Беглый взгляд на этот список должен прояснить, что право толкования Верховного суда по своей сути ограничено. как по тексту законов в том виде, как они написаны, так и по тексту Конституции. Суд играет герменевтическую роль в поддержании внутренней согласованности свода законов в США, но не более того.

Разногласия между «оригиналистами» и «живыми документами» конституционалистами разыгрываются в рамках этих ограничений, и в рамках этих ограничений должно быть ясно, что оригинализм такжетолкование Конституции. В самой Конституции ничего не написано, что говорит: «Эти слова следует воспринимать именно так, как они написаны, в педантично буквальной манере», и Основатели совершенно ясно дали понять, что это несовершенный документ, наполненный маханиями руками и компромиссами. Оригинализм в его нынешнем виде является более или менее синонимом антифедерализма. Это утверждение о том, что Суд переступил границы, когда определил наличие «полутени прав», которые граждане могли использовать для оспаривания законов штата в рамках федеральной судебной системы: определение, которое стало важным в вопросах абортов, гражданских прав, однополых браков и других «либеральные» контексты, когда частные лица стремились использовать федеральный закон для нарушения репрессивных законов штата. Оригиналисты хотят ограничить толкование конституции теми правами, которые прямо изложены в документе, и повернуть вспять расширение прав, которое мы наблюдаем с середины прошлого века. Но «оригинальный» взгляд — это не больше и не меньше интерпретация того, как следует читать документ, чем взгляд «живого документа».

Представление о том, что любая из этих точек зрения подрывает демократию, бессмысленно. Право на демократическое участие закреплено в конституции и поправках к ней, которые Суд не имеет права изменять. Суд может выносить решения по законам, влияющим на демократическое участие — фальсификация, голосование по почте, подавление избирателей и т. д. — но только законодательная и исполнительная власти могут активно лишать граждан избирательных прав. Оригиналисты могут быть более склонны выносить решения против граждан в таких случаях и, следовательно, могут быть менее склонны продвигать и поддерживать демократические принципы, но это возможно. Настоящая работа по улучшению (или деградации) демократии в США происходит в законодательной и исполнительной ветвях власти, где граждане могут осуществлять демократическую власть голосования.

В конце вашего третьего пункта не должно быть «как написано законодательной властью»?
@JürgenKrämer: Ой! да, спасибо, что указали.
Исполнительная власть пишет законы, когда законодательная власть делегирует ей эту ответственность.
@phoog: Ну, нет... ничто из того, что делает исполнительная власть, не является «законом». Исполнительная власть может устанавливать политику и может издавать приказы об исполнении закона, но «закон» пишется только законодательной властью.
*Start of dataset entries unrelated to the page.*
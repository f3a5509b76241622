//! API endpoints.

mod admin;
mod auth;
mod creators;
mod orders;
mod payments;
mod shoutouts;
mod users;
mod withdrawals;

use axum::Router;

use crate::middleware::AppState;

/// Create the API router, mounted under `/api` by the server.
pub fn router() -> Router<AppState> {
    Router::new()
        .nest("/auth", auth::router())
        .nest("/users", users::router())
        .nest("/creators", creators::router())
        .nest("/shoutout-types", shoutouts::types_router())
        .nest("/orders", orders::router())
        .nest("/payments", payments::router())
        .nest("/admin", admin::router())
}
/// Recent order row on the admin dashboard, annotated with the two
/// account display names.
#[derive(Debug, Clone, Serialize)]
#[serde(rename_all = "camelCase")]
pub struct DashboardOrderRow {
    pub id: String,
    pub order_number: String,
    pub price: Decimal,
    pub status: OrderStatus,
    pub payment_status: PaymentStatus,
    pub created_at: chrono::DateTime<chrono::FixedOffset>,
    pub user_display_name: Option<String>,
    pub creator_display_name: Option<String>,
}

/// Admin dashboard payload.
#[derive(Debug, Clone, Serialize)]
#[serde(rename_all = "camelCase")]
pub struct AdminDashboard {
    pub stats: AdminDashboardStats,
    pub recent_activities: Vec<ActivityLogEntry>,
    pub recent_orders: Vec<DashboardOrderRow>,
}

fn page_params(
    page: Option<u64>,
    limit: Option<u64>,
    default_limit: u64,
    max_limit: u64,
) -> (u64, u64, u64) {
    let page = page.unwrap_or(1).max(1);
    let limit = limit.unwrap_or(default_limit).clamp(1, max_limit);
    (page, limit, (page - 1) * limit)
}
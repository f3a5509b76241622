//! Shoutout repository.
//!
//! Also hosts the public catalog search, which runs against active
//! listings joined with their creators so listing-level filters and
//! creator-level sort options share one query.

use std::sync::Arc;

use crate::entities::{Shoutout, creator, shoutout};
use rust_decimal::Decimal;
use sea_orm::sea_query::extension::postgres::PgExpr;
use sea_orm::{
    ActiveModelTrait, ColumnTrait, Condition, DatabaseConnection, EntityTrait, JoinType, Order as SortOrder,
    PaginatorTrait, QueryFilter, QueryOrder, QuerySelect, RelationTrait, sea_query::Expr,
};
use shoutly_common::{AppError, AppResult};

/// Catalog sort options for the public creator search.
#[derive(Debug, Clone, Copy, PartialEq, Eq, Default)]
pub enum CatalogSort {
    /// Cheapest listing rows first.
    PriceAsc,
    /// Most expensive listing rows first.
    PriceDesc,
    /// Fastest promised delivery first.
    DeliveryTime,
    /// Most recently registered creators first.
    Newest,
    /// Sponsored creators first (default).
    #[default]
    SponsoredFirst,
}

impl CatalogSort {
    /// Parse a wire value, falling back to the default ordering.
    #[must_use]
    pub fn parse(value: Option<&str>) -> Self {
        match value {
            Some("price_asc") => Self::PriceAsc,
            Some("price_desc") => Self::PriceDesc,
            Some("delivery_time") => Self::DeliveryTime,
            Some("newest") => Self::Newest,
            _ => Self::SponsoredFirst,
        }
    }
}

/// Filters for the public catalog search.
#[derive(Debug, Clone, Default)]
pub struct CatalogFilter {
    /// Text match over creator display/first/last name.
    pub query: Option<String>,
    /// Restrict to listings of this shoutout type.
    pub shoutout_type_id: Option<String>,
    /// Minimum listing price.
    pub min_price: Option<Decimal>,
    /// Maximum listing price.
    pub max_price: Option<Decimal>,
    /// Maximum promised delivery time in hours.
    pub max_delivery_time: Option<i32>,
    /// Row ordering.
    pub sort: CatalogSort,
}

impl CatalogFilter {
    fn condition(&self) -> Condition {
        let mut condition = Condition::all().add(shoutout::Column::IsActive.eq(true));

        if let Some(query) = &self.query {
            let pattern = format!("%{}%", query.replace('%', "\\%").replace('_', "\\_"));
            condition = condition.add(
                Condition::any()
                    .add(
                        Expr::col((creator::Entity, creator::Column::DisplayName))
                            .ilike(pattern.as_str()),
                    )
                    .add(
                        Expr::col((creator::Entity, creator::Column::FirstName))
                            .ilike(pattern.as_str()),
                    )
                    .add(
                        Expr::col((creator::Entity, creator::Column::LastName))
                            .ilike(pattern.as_str()),
                    ),
            );
        }
        if let Some(type_id) = &self.shoutout_type_id {
            condition = condition.add(shoutout::Column::ShoutoutTypeId.eq(type_id.clone()));
        }
        if let Some(min) = self.min_price {
            condition = condition.add(shoutout::Column::Price.gte(min));
        }
        if let Some(max) = self.max_price {
            condition = condition.add(shoutout::Column::Price.lte(max));
        }
        if let Some(hours) = self.max_delivery_time {
            condition = condition.add(shoutout::Column::DeliveryTime.lte(hours));
        }

        condition
    }
}

/// Shoutout repository for database operations.
#[derive(Clone)]
pub struct ShoutoutRepository {
    db: Arc<DatabaseConnection>,
}

impl ShoutoutRepository {
    /// Create a new shoutout repository.
    #[must_use]
    pub const fn new(db: Arc<DatabaseConnection>) -> Self {
        Self { db }
    }

    /// Find a shoutout by ID.
    pub async fn find_by_id(&self, id: &str) -> AppResult<Option<shoutout::Model>> {
        Shoutout::find_by_id(id)
            .one(self.db.as_ref())
            .await
            .map_err(|e| AppError::Database(e.to_string()))
    }

    /// Find a shoutout by ID, returning an error if not found.
    pub async fn get_by_id(&self, id: &str) -> AppResult<shoutout::Model> {
        self.find_by_id(id)
            .await?
            .ok_or_else(|| AppError::NotFound("Shoutout not found".to_string()))
    }

    /// Find an active shoutout by ID (orderable listings only).
    pub async fn find_active_by_id(&self, id: &str) -> AppResult<Option<shoutout::Model>> {
        Shoutout::find_by_id(id)
            .filter(shoutout::Column::IsActive.eq(true))
            .one(self.db.as_ref())
            .await
            .map_err(|e| AppError::Database(e.to_string()))
    }

    /// Find a creator's own shoutout by ID, active or not.
    pub async fn find_owned(
        &self,
        id: &str,
        creator_id: &str,
    ) -> AppResult<Option<shoutout::Model>> {
        Shoutout::find_by_id(id)
            .filter(shoutout::Column::CreatorId.eq(creator_id))
            .one(self.db.as_ref())
            .await
            .map_err(|e| AppError::Database(e.to_string()))
    }

    /// Find shoutouts by IDs.
    pub async fn find_by_ids(&self, ids: &[String]) -> AppResult<Vec<shoutout::Model>> {
        if ids.is_empty() {
            return Ok(vec![]);
        }

        Shoutout::find()
            .filter(shoutout::Column::Id.is_in(ids.to_vec()))
            .all(self.db.as_ref())
            .await
            .map_err(|e| AppError::Database(e.to_string()))
    }

    /// Create a new shoutout.
    pub async fn create(&self, model: shoutout::ActiveModel) -> AppResult<shoutout::Model> {
        model
            .insert(self.db.as_ref())
            .await
            .map_err(|e| AppError::Database(e.to_string()))
    }

    /// Update a shoutout.
    pub async fn update(&self, model: shoutout::ActiveModel) -> AppResult<shoutout::Model> {
        model
            .update(self.db.as_ref())
            .await
            .map_err(|e| AppError::Database(e.to_string()))
    }

    /// List a creator's shoutouts, newest first (active and inactive).
    pub async fn list_by_creator(
        &self,
        creator_id: &str,
        limit: u64,
        offset: u64,
    ) -> AppResult<Vec<shoutout::Model>> {
        Shoutout::find()
            .filter(shoutout::Column::CreatorId.eq(creator_id))
            .order_by_desc(shoutout::Column::CreatedAt)
            .offset(offset)
            .limit(limit)
            .all(self.db.as_ref())
            .await
            .map_err(|e| AppError::Database(e.to_string()))
    }

    /// Count a creator's shoutouts (active and inactive).
    pub async fn count_by_creator(&self, creator_id: &str) -> AppResult<u64> {
        Shoutout::find()
            .filter(shoutout::Column::CreatorId.eq(creator_id))
            .count(self.db.as_ref())
            .await
            .map_err(|e| AppError::Database(e.to_string()))
    }

    /// List a creator's active shoutouts, cheapest first (public profile).
    pub async fn list_active_by_creator(&self, creator_id: &str) -> AppResult<Vec<shoutout::Model>> {
        Shoutout::find()
            .filter(shoutout::Column::CreatorId.eq(creator_id))
            .filter(shoutout::Column::IsActive.eq(true))
            .order_by_asc(shoutout::Column::Price)
            .all(self.db.as_ref())
            .await
            .map_err(|e| AppError::Database(e.to_string()))
    }

    /// Count a creator's active shoutouts.
    pub async fn count_active_by_creator(&self, creator_id: &str) -> AppResult<u64> {
        Shoutout::find()
            .filter(shoutout::Column::CreatorId.eq(creator_id))
            .filter(shoutout::Column::IsActive.eq(true))
            .count(self.db.as_ref())
            .await
            .map_err(|e| AppError::Database(e.to_string()))
    }

    /// Search active listings joined with their creators for the public
    /// catalog. Rows are (listing, creator) pairs; callers group rows
    /// into creator cards preserving row order.
    pub async fn search_catalog(
        &self,
        filter: &CatalogFilter,
        limit: u64,
        offset: u64,
    ) -> AppResult<Vec<(shoutout::Model, Option<creator::Model>)>> {
        let mut query = Shoutout::find()
            .find_also_related(creator::Entity)
            .filter(filter.condition());

        query = match filter.sort {
            CatalogSort::PriceAsc => query.order_by(shoutout::Column::Price, SortOrder::Asc),
            CatalogSort::PriceDesc => query.order_by(shoutout::Column::Price, SortOrder::Desc),
            CatalogSort::DeliveryTime => {
                query.order_by(shoutout::Column::DeliveryTime, SortOrder::Asc)
            }
            CatalogSort::Newest => query.order_by(creator::Column::CreatedAt, SortOrder::Desc),
            CatalogSort::SponsoredFirst => {
                query.order_by(creator::Column::IsSponsored, SortOrder::Desc)
            }
        };

        query
            .offset(offset)
            .limit(limit)
            .all(self.db.as_ref())
            .await
            .map_err(|e| AppError::Database(e.to_string()))
    }

    /// Count catalog rows matching the filter.
    pub async fn count_catalog(&self, filter: &CatalogFilter) -> AppResult<u64> {
        Shoutout::find()
            .join(JoinType::InnerJoin, shoutout::Relation::Creator.def())
            .filter(filter.condition())
            .count(self.db.as_ref())
            .await
            .map_err(|e| AppError::Database(e.to_string()))
    }
}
Ни одна крупная политическая группа в Америке, будь то правая, левая, либеральная, консервативная или как бы вы это ни называли, не верит в полностью безудержную демократию. Некоторые темы считаются закрытыми, независимо от того, что могут сказать избиратели. Почти все американцы сказали бы, что если бы 51% избирателей решили, что мы должны казнить всех, у кого рыжие волосы, мы все равно не должны этого делать. Одна из причин, которую они назвали бы, заключается в том, что у нас есть Конституция, которая предотвращает лишение жизни свободы или собственности без надлежащей правовой процедуры.

Таким образом, сторонники «живой Конституции» и сторонники надежной Конституции (такие как оригиналисты и текстуалисты) согласны с тем, что есть определенные вопросы, определенные свободы, определенные права, которые слишком важны, чтобы оставлять их на усмотрение избирателей. Спор идет о том, как мы должны распознавать вопросы, которые слишком важны для демократии, и как эти вопросы следует решать.

При «живой Конституции» 9 человек, назначаемых пожизненно демократически избранным президентом и утверждаемых демократически избранным Сенатом, принимают решение, исходя из своих личных предпочтений в момент принятия решения.

При наличии надежной конституции решения должны приниматься в процессе внесения поправок, который также является демократичным, но требует квалифицированного большинства, чего может быть трудно достичь. 9 судей ограничены текстом Конституции, а когда он неясен, они ограничены прецедентом и существующим обычаем.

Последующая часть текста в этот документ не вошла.